◆ **Task requirements**: Look in the material below for the line holding "repository cf635fe6dcea6594". Set it down exactly, with each later line up to and including the line holding "#[derive(Clone)]".
- Opening Delimiter -
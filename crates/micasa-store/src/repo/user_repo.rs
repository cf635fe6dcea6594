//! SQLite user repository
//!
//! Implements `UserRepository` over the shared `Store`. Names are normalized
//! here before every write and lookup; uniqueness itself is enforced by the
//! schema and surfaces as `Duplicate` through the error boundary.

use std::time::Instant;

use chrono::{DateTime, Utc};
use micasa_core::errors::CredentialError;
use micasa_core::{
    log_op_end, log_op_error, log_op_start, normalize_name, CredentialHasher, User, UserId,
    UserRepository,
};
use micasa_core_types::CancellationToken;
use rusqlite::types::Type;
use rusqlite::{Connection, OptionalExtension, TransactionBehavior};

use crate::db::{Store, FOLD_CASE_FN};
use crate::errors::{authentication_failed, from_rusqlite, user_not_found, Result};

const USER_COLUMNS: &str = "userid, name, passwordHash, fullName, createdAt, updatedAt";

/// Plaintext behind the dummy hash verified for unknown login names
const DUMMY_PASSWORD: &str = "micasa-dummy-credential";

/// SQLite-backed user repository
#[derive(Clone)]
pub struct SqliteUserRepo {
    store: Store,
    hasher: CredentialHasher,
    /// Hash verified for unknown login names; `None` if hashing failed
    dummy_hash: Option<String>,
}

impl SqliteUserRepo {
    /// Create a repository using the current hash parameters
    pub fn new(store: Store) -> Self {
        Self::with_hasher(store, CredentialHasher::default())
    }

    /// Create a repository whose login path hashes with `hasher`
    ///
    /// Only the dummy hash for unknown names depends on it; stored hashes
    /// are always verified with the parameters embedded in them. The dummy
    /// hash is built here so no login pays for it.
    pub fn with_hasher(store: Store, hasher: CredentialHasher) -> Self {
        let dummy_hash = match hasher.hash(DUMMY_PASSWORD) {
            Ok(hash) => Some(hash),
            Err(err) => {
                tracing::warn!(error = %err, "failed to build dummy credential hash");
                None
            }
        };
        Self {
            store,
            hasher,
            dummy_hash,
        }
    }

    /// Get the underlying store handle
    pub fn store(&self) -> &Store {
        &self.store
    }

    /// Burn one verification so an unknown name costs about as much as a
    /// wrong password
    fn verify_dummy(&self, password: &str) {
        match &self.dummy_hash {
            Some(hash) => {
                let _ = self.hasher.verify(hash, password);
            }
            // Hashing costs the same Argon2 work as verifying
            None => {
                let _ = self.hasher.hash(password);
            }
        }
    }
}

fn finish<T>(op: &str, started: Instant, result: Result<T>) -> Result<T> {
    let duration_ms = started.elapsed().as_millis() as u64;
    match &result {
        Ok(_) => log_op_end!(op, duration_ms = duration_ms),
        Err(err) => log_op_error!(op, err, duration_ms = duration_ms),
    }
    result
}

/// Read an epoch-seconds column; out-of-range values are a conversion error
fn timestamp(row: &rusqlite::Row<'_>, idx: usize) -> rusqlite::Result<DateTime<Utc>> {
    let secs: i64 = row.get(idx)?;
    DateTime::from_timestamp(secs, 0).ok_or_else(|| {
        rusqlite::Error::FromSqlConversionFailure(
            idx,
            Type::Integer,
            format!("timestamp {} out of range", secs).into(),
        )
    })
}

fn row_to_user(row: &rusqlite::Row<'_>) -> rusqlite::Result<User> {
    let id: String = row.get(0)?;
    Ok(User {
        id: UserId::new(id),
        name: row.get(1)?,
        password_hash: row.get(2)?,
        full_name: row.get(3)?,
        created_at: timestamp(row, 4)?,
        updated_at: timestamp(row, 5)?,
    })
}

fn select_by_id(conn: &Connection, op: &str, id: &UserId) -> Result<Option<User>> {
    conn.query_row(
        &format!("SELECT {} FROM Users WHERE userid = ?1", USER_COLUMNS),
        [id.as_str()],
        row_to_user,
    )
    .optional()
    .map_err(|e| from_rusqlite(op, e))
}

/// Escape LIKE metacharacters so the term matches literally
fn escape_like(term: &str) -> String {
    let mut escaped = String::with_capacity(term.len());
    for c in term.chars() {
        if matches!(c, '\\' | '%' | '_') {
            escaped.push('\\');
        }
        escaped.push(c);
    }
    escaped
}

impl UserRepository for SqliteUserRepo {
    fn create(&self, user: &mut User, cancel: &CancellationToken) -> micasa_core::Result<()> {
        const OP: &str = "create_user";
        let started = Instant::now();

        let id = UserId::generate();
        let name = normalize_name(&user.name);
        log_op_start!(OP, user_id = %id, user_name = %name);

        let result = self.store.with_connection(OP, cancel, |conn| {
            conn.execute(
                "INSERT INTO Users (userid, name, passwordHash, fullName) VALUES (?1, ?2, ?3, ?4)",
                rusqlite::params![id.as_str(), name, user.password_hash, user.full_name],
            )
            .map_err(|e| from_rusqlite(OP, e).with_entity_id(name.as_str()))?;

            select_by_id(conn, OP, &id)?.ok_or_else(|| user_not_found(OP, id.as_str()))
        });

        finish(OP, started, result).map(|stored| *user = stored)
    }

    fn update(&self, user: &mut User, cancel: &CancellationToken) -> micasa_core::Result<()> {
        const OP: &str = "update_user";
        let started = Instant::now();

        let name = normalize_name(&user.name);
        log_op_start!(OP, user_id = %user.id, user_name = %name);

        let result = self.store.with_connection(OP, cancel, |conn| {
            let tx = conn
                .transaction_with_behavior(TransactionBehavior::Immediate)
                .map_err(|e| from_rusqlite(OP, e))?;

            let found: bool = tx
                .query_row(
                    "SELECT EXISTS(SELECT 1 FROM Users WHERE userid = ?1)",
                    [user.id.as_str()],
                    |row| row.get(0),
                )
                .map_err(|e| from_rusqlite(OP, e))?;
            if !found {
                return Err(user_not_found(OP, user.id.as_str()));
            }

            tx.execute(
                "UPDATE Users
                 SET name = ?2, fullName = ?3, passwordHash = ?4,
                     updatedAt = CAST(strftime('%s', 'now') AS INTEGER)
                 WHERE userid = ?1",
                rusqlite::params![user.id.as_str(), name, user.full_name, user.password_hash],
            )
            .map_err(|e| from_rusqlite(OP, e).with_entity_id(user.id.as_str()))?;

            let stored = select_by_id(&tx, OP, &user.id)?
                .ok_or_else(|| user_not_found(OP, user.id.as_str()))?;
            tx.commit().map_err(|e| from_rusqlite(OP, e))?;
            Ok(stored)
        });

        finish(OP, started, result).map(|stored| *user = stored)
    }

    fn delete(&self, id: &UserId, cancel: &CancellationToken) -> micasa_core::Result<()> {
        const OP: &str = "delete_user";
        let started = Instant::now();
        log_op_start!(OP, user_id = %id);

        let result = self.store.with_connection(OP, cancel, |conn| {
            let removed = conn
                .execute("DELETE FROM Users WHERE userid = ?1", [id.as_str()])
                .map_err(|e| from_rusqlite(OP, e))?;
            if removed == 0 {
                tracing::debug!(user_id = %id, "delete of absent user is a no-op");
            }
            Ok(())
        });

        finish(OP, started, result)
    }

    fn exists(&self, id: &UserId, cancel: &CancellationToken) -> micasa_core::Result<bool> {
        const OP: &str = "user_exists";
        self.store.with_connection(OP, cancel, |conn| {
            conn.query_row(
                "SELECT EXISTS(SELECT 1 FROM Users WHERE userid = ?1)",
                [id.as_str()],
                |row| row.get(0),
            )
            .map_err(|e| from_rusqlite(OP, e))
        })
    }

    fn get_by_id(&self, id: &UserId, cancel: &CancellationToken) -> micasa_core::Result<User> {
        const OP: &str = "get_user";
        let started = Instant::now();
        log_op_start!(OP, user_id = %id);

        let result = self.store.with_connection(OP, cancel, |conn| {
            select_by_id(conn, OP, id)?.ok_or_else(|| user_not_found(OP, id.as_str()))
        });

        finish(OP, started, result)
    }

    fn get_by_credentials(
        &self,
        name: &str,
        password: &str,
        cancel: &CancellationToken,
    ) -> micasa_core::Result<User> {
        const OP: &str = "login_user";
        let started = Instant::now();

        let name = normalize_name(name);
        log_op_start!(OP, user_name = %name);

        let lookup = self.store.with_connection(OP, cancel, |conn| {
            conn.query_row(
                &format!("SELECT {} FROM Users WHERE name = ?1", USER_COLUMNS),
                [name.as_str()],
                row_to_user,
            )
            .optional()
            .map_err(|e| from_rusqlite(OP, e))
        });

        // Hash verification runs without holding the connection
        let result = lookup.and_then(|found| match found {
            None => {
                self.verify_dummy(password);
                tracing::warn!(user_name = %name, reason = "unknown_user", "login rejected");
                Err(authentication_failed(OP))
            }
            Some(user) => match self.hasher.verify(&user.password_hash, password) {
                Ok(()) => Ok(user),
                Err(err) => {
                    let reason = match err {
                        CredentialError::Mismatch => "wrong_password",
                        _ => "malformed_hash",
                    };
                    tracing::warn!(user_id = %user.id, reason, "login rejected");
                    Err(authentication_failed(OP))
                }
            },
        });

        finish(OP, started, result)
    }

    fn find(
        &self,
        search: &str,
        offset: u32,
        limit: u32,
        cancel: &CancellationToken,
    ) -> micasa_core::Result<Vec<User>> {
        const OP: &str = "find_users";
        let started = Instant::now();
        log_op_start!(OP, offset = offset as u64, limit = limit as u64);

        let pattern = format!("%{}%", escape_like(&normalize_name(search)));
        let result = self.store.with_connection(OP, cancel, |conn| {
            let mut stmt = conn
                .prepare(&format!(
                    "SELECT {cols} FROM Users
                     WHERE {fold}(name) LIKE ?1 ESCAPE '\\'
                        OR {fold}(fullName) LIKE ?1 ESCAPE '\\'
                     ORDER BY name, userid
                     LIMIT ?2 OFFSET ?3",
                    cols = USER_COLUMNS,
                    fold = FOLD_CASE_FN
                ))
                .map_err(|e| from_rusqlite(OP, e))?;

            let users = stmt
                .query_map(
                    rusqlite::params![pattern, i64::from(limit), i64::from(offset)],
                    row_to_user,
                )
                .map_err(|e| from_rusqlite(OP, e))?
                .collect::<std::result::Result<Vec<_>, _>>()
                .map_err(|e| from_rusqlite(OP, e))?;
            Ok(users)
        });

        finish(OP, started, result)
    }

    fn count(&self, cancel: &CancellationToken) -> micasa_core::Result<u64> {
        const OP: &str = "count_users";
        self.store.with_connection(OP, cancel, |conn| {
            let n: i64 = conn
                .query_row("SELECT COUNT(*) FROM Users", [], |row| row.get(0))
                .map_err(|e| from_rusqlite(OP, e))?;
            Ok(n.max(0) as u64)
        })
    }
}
- Closing Delimiter -
◆ **Answer to this problem**:
repository cf635fe6dcea6594
//! SQLite user repository
//!
//! Implements `UserRepository` over the shared `Store`. Names are normalized
//! here before every write and lookup; uniqueness itself is enforced by the
//! schema and surfaces as `Duplicate` through the error boundary.

use std::time::Instant;

use chrono::{DateTime, Utc};
use micasa_core::errors::CredentialError;
use micasa_core::{
    log_op_end, log_op_error, log_op_start, normalize_name, CredentialHasher, User, UserId,
    UserRepository,
};
use micasa_core_types::CancellationToken;
use rusqlite::types::Type;
use rusqlite::{Connection, OptionalExtension, TransactionBehavior};

use crate::db::{Store, FOLD_CASE_FN};
use crate::errors::{authentication_failed, from_rusqlite, user_not_found, Result};

const USER_COLUMNS: &str = "userid, name, passwordHash, fullName, createdAt, updatedAt";

/// Plaintext behind the dummy hash verified for unknown login names
const DUMMY_PASSWORD: &str = "micasa-dummy-credential";

/// SQLite-backed user repository
#[derive(Clone)]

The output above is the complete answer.